There are several Google BigQuery Resources available through the navigation menu:

  • The SQL Workspace: Datasets, tables, views, and other Google BigQuery Resources are displayed here. With this interface, you can run and create queries, work with tables and views, view the history of your BigQuery Jobs, and perform other commonly used Google BigQuery Tasks.
  • Transfers Tab: It takes you to the Google BigQuery Data Transfer Service.
  • Scheduled Queries: This section displays information about your Scheduled Queries.
  • Capacity Management: The section shows Slots committed, reservations made, and reservations assigned.
  • BI Engine: In this section, you’ll find the Google BigQuery BI Engine page.

Those who want to see only the icons of Google BigQuery can hide the navigation menu by clicking the Hide Google BigQuery Navigation menu. Holding down the pointer over the Navigation Menu will temporarily expand it. To maintain Labels visible in the navigation menu, click the Show Google BigQuery Navigation menu.

B) Google BigQuery Console: The Explorer Panel

From the navigation menu, select SQL Workspace to access the Explorer Panel. Listed here are your current project and all the projects you have pinned. When you expand a project, you can see the datasets you have access to. When you raise that dataset, you will see the tables, views, and functions contained within.

The search box can also find resources by name, project, dataset, or label. Your search box returns a list of resources that match your current project or contain matching resources.

With Google BigQuery’s search and autocomplete capabilities powered by Data Catalog, BigQuery loads your results on demand for search in the Explorer panel as well as for autocompleting in SQL Queries. The Cloud Console’s performance improves with the Data Catalog, and resources can be searched outside of your current and pinned projects.

C) Google BigQuery Console: The Details Panel

The Details panel of Google BigQuery’s Cloud console displays detailed information about its resources. When users select a dataset or another resource in the Explorer panel, a new tab is opened in the Details panel. The tab displays the resource’s information.

How to Query a Public Dataset in Cloud Console?

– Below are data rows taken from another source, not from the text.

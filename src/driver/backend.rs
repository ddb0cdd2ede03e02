//! Page driver abstraction over a live browser page.
//!
//! The interpreter depends only on this narrow capability surface:
//! navigate to a URL, capture the rendered frame to a file, dispatch a
//! pointer click, and wait. All calls block until the underlying operation
//! completes; failures propagate unchanged — the facade never retries.

use std::fs;
use std::path::{Path, PathBuf};

/// Result type for driver operations
pub type DriverResult<T> = Result<T, DriverError>;

/// Error types for page driver operations
#[derive(Debug)]
pub enum DriverError {
    /// Browser could not be launched or attached
    Launch(String),

    /// Navigation to the target URI failed
    Navigate(String),

    /// Frame capture failed
    Screenshot(String),

    /// Pointer click dispatch failed
    Click(String),

    /// Session teardown failed
    Teardown(String),

    /// I/O error writing an artifact
    Io(std::io::Error),
}

impl std::fmt::Display for DriverError {
    fn fmt(&self, f: &mut std::fmt::Formatter<'_>) -> std::fmt::Result {
        match self {
            DriverError::Launch(msg) => write!(f, "launch failed: {}", msg),
            DriverError::Navigate(msg) => write!(f, "navigation failed: {}", msg),
            DriverError::Screenshot(msg) => write!(f, "screenshot failed: {}", msg),
            DriverError::Click(msg) => write!(f, "click failed: {}", msg),
            DriverError::Teardown(msg) => write!(f, "teardown failed: {}", msg),
            DriverError::Io(err) => write!(f, "I/O error: {}", err),
        }
    }
}

impl std::error::Error for DriverError {
    fn source(&self) -> Option<&(dyn std::error::Error + 'static)> {
        match self {
            DriverError::Io(err) => Some(err),
            _ => None,
        }
    }
}

impl From<std::io::Error> for DriverError {
    fn from(err: std::io::Error) -> Self {
        DriverError::Io(err)
    }
}

/// Capability surface of one live page session.
///
/// Owned exclusively by the run orchestrator for the duration of one run;
/// `close` must be called on every exit path.
pub trait PageDriver {
    /// Navigate the page to the given URI and wait for the load to settle
    fn navigate(&mut self, uri: &str) -> DriverResult<()>;

    /// Capture the current frame as PNG and write it to `path`
    fn screenshot(&mut self, path: &Path) -> DriverResult<()>;

    /// Dispatch a pointer click at the given page coordinates
    fn click(&mut self, x: i64, y: i64) -> DriverResult<()>;

    /// Suspend for the given number of milliseconds
    fn wait(&mut self, ms: u64) -> DriverResult<()>;

    /// Tear down the underlying page session
    fn close(&mut self) -> DriverResult<()>;
}

/// One recorded facade call, for asserting ordering in tests
#[derive(Debug, Clone, PartialEq, Eq)]
pub enum PageCall {
    Navigate(String),
    Screenshot(PathBuf),
    Click(i64, i64),
    Wait(u64),
    Close,
}

/// Recording page driver for tests.
///
/// Records every call in order, optionally writes canned PNG bytes on
/// screenshot (so the real metric can run against the artifact), and can be
/// told to fail navigation or capture.
#[derive(Debug, Default)]
pub struct MockPage {
    /// All facade calls, in invocation order
    pub calls: Vec<PageCall>,
    /// PNG bytes written on each screenshot call (nothing written when None)
    pub shot_bytes: Option<Vec<u8>>,
    /// Fail the next (and every) navigate call
    pub fail_navigate: bool,
    /// Fail the next (and every) screenshot call
    pub fail_screenshot: bool,
}

impl MockPage {
    pub fn new() -> Self {
        Self::default()
    }

    /// Mock that writes the given PNG bytes for every capture
    pub fn with_shot_bytes(bytes: Vec<u8>) -> Self {
        Self {
            shot_bytes: Some(bytes),
            ..Self::default()
        }
    }
}

impl PageDriver for MockPage {
    fn navigate(&mut self, uri: &str) -> DriverResult<()> {
        self.calls.push(PageCall::Navigate(uri.to_string()));
        if self.fail_navigate {
            return Err(DriverError::Navigate("mock navigation failure".to_string()));
        }
        Ok(())
    }

    fn screenshot(&mut self, path: &Path) -> DriverResult<()> {
        self.calls.push(PageCall::Screenshot(path.to_path_buf()));
        if self.fail_screenshot {
            return Err(DriverError::Screenshot("mock capture failure".to_string()));
        }
        if let Some(bytes) = &self.shot_bytes {
            fs::write(path, bytes)?;
        }
        Ok(())
    }

    fn click(&mut self, x: i64, y: i64) -> DriverResult<()> {
        self.calls.push(PageCall::Click(x, y));
        Ok(())
    }

    fn wait(&mut self, ms: u64) -> DriverResult<()> {
        // Records only; tests should not sleep.
        self.calls.push(PageCall::Wait(ms));
        Ok(())
    }

    fn close(&mut self) -> DriverResult<()> {
        self.calls.push(PageCall::Close);
        Ok(())
    }
}
//! Outgoing commands and their wire encoding.
//!
//! [`Command`] covers the directives a bot sends. [`IrcEncode`] writes a
//! command straight into any [`Write`] implementor, always terminated with
//! exactly one CRLF.
//!
//! # Example
//!
//! ```
//! use slirc_engine::encode::{Command, IrcEncode};
//!
//! let cmd = Command::Privmsg { target: "#channel".into(), text: "Hello!".into() };
//! let mut buf = Vec::new();
//! cmd.encode(&mut buf).unwrap();
//!
//! assert_eq!(&buf, b"PRIVMSG #channel :Hello!\r\n");
//! ```

use std::borrow::Cow;
use std::fmt;
use std::io::{self, Write};

/// A trait for encoding IRC protocol elements directly to a byte stream.
pub trait IrcEncode {
    /// Encode this value to the given writer.
    ///
    /// Returns the number of bytes written on success.
    ///
    /// # Errors
    ///
    /// Returns an I/O error if the write fails.
    fn encode<W: Write>(&self, writer: &mut W) -> io::Result<usize>;

    /// Encode this value to a new `Vec<u8>`.
    #[must_use]
    fn to_bytes(&self) -> Vec<u8> {
        let mut buf = Vec::with_capacity(512); // IRC max line length
        let _ = self.encode(&mut buf);
        buf
    }
}

/// A directive sent by the client.
#[derive(Clone, Debug, PartialEq, Eq)]
#[cfg_attr(feature = "serde", derive(serde::Serialize, serde::Deserialize))]
pub enum Command {
    /// `NICK <nick>`
    Nick(String),
    /// `USER <user> <host> <server> :<realname>`
    User {
        /// Username (ident).
        user: String,
        /// Host name field.
        host: String,
        /// Server name field.
        server: String,
        /// Real name / GECOS.
        realname: String,
    },
    /// `JOIN <channel>`
    Join(String),
    /// `PRIVMSG <target> :<text>`
    Privmsg {
        /// Nick or channel.
        target: String,
        /// Message text.
        text: String,
    },
    /// `PONG :<token>`
    Pong(String),
    /// `KICK <channel> <user>[ :<reason>]`
    Kick {
        /// Channel to kick from.
        channel: String,
        /// Nick to kick.
        user: String,
        /// Optional reason; omitted from the line when absent or empty.
        reason: Option<String>,
    },
    /// `TOPIC <channel> :<text>`
    Topic {
        /// Channel whose topic is set.
        channel: String,
        /// New topic.
        text: String,
    },
    /// `QUIT[ :<reason>]`
    Quit(Option<String>),
    /// A caller-formatted line, sent as is apart from CRLF termination.
    Raw(String),
}

impl Command {
    /// The `NICK` and `USER` pair sent at registration.
    ///
    /// Each USER field falls back to `nick` when missing or empty.
    pub fn registration(
        nick: &str,
        user: Option<&str>,
        host: Option<&str>,
        server: Option<&str>,
        realname: Option<&str>,
    ) -> [Command; 2] {
        let or_nick = |field: Option<&str>| match field {
            Some(value) if !value.is_empty() => value.to_string(),
            _ => nick.to_string(),
        };
        [
            Command::Nick(nick.to_string()),
            Command::User {
                user: or_nick(user),
                host: or_nick(host),
                server: or_nick(server),
                realname: or_nick(realname),
            },
        ]
    }

    /// The encoded line, CRLF included.
    pub fn to_line(&self) -> String {
        String::from_utf8_lossy(&self.to_bytes()).into_owned()
    }
}

/// Terminate `line` with exactly one CRLF.
///
/// Trailing CR/LF characters already present are folded into the single
/// terminator, so applying this twice is the same as applying it once.
pub fn ensure_crlf(line: &str) -> Cow<'_, str> {
    if line.ends_with("\r\n") && !line[..line.len() - 2].ends_with(['\r', '\n']) {
        return Cow::Borrowed(line);
    }
    let mut owned = line.trim_end_matches(['\r', '\n']).to_string();
    owned.push_str("\r\n");
    Cow::Owned(owned)
}

/// Cut an argument at its first CR or LF so it cannot start a second line.
pub(crate) fn sanitize(arg: &str) -> &str {
    match arg.find(['\r', '\n']) {
        Some(end) => &arg[..end],
        None => arg,
    }
}

fn write_str<W: Write>(w: &mut W, s: &str) -> io::Result<usize> {
    w.write_all(s.as_bytes())?;
    Ok(s.len())
}

/// Write a command with space-separated arguments.
fn write_cmd<W: Write>(w: &mut W, cmd: &str, args: &[&str]) -> io::Result<usize> {
    let mut written = write_str(w, cmd)?;

    for arg in args {
        written += write_str(w, " ")?;
        written += write_str(w, sanitize(arg))?;
    }

    Ok(written)
}

/// Write a command with a freeform (always colon-prefixed) trailing argument.
fn write_cmd_freeform<W: Write>(w: &mut W, cmd: &str, args: &[&str]) -> io::Result<usize> {
    let Some((last, middle)) = args.split_last() else {
        return write_str(w, cmd);
    };

    let mut written = write_cmd(w, cmd, middle)?;
    written += write_str(w, " :")?;
    written += write_str(w, sanitize(last))?;
    Ok(written)
}

impl IrcEncode for Command {
    fn encode<W: Write>(&self, w: &mut W) -> io::Result<usize> {
        let written = match self {
            Command::Nick(nick) => write_cmd(w, "NICK", &[nick])?,
            Command::User {
                user,
                host,
                server,
                realname,
            } => write_cmd_freeform(w, "USER", &[user, host, server, realname])?,
            Command::Join(channel) => write_cmd(w, "JOIN", &[channel])?,
            Command::Privmsg { target, text } => write_cmd_freeform(w, "PRIVMSG", &[target, text])?,
            Command::Pong(token) => write_cmd_freeform(w, "PONG", &[token])?,
            Command::Kick {
                channel,
                user,
                reason: Some(reason),
            } if !reason.is_empty() => write_cmd_freeform(w, "KICK", &[channel, user, reason])?,
            Command::Kick { channel, user, .. } => write_cmd(w, "KICK", &[channel, user])?,
            Command::Topic { channel, text } => write_cmd_freeform(w, "TOPIC", &[channel, text])?,
            Command::Quit(Some(reason)) if !reason.is_empty() => {
                write_cmd_freeform(w, "QUIT", &[reason])?
            }
            Command::Quit(_) => write_str(w, "QUIT")?,
            Command::Raw(line) => return write_str(w, &ensure_crlf(line)),
        };

        Ok(written + write_str(w, "\r\n")?)
    }
}

impl fmt::Display for Command {
    /// The line without its CRLF terminator.
    fn fmt(&self, f: &mut fmt::Formatter<'_>) -> fmt::Result {
        f.write_str(self.to_line().trim_end_matches("\r\n"))
    }
}
//! Error types for the IRC protocol engine.
//!
//! Errors are split by how far they reach:
//! - [`MessageParseError`] and [`DispatchError`] concern a single line.
//! - [`ProtocolError`] wraps those (plus framing limits) with the offending
//!   line; the engine reports them and moves on to the next line.
//! - [`TransportError`] is fatal for a connection and ends its read loop.

use thiserror::Error;

use crate::response::Response;

/// Per-line protocol errors. None of these abort the read loop.
#[derive(Debug, Error, Clone, PartialEq, Eq)]
#[non_exhaustive]
pub enum ProtocolError {
    /// A framed line matched no recognized grammar.
    #[error("invalid message: {string}")]
    InvalidMessage {
        /// The raw line.
        string: String,
        /// The underlying parse error.
        #[source]
        cause: MessageParseError,
    },

    /// A parsed message could not be applied to the engine state.
    #[error("cannot dispatch message: {string}")]
    Dispatch {
        /// The raw line.
        string: String,
        /// The underlying dispatch error.
        #[source]
        cause: DispatchError,
    },

    /// A line exceeded the configured framing limit and was discarded.
    #[error("message too long: {actual} bytes (limit {limit})")]
    MessageTooLong {
        /// Bytes seen for the discarded line.
        actual: usize,
        /// Configured limit.
        limit: usize,
    },

    /// The configured text encoding label is not known.
    #[error("unknown encoding: {0}")]
    UnknownEncoding(String),
}

/// Errors encountered when parsing a line into a [`Message`](crate::Message).
#[derive(Debug, Error, Clone, PartialEq, Eq)]
#[non_exhaustive]
pub enum MessageParseError {
    /// Line was empty.
    #[error("empty message")]
    EmptyMessage,

    /// Line is neither prefixed nor a PING.
    #[error("unrecognized line: {0}")]
    Unrecognized(String),

    /// Prefixed line has no opcode after the sender.
    #[error("missing opcode")]
    MissingOpcode,

    /// PING line did not have exactly one argument.
    #[error("malformed PING: {0}")]
    MalformedPing(String),

    /// All-digit opcode that does not fit a reply code.
    #[error("invalid numeric opcode: {0}")]
    InvalidNumeric(String),
}

/// Errors raised while applying a message to the engine state.
#[derive(Debug, Error, Clone, PartialEq, Eq)]
#[non_exhaustive]
pub enum DispatchError {
    /// The message refers to a channel the client is not in.
    #[error("unknown channel: {0}")]
    UnknownChannel(String),

    /// A numeric reply did not have the expected argument shape.
    #[error("malformed {} reply: {payload:?}", .response.name())]
    MalformedNumeric {
        /// The reply being handled.
        response: Response,
        /// The trailing text that failed to parse.
        payload: String,
    },

    /// A command arrived without a parameter it cannot do without.
    #[error("{command} without {parameter}")]
    MissingParameter {
        /// The command being handled.
        command: &'static str,
        /// What was missing.
        parameter: &'static str,
    },
}

/// Fatal connection errors.
#[derive(Debug, Error)]
#[non_exhaustive]
pub enum TransportError {
    /// I/O error during connect, read or write.
    #[error("io error: {0}")]
    Io(#[from] std::io::Error),

    /// Host name is not usable as a TLS server name.
    #[error("invalid server name: {0}")]
    InvalidServerName(String),

    /// The engine could not be built from the supplied configuration.
    #[error("invalid configuration: {0}")]
    Config(#[from] ProtocolError),
}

With Google Cloud Console, you can query tables and datasets, including the publicly available Google BigQuery datasets. This example will query the public USA Name Data dataset to find the most famous American names between 1910 and 2013.

You can query a Public Dataset by following these steps:

Step 1: Go to the Google BigQuery page in the Cloud Console.

Step 2: You will need to click +COMPOSE NEW QUERY if the Editor tab isn’t visible.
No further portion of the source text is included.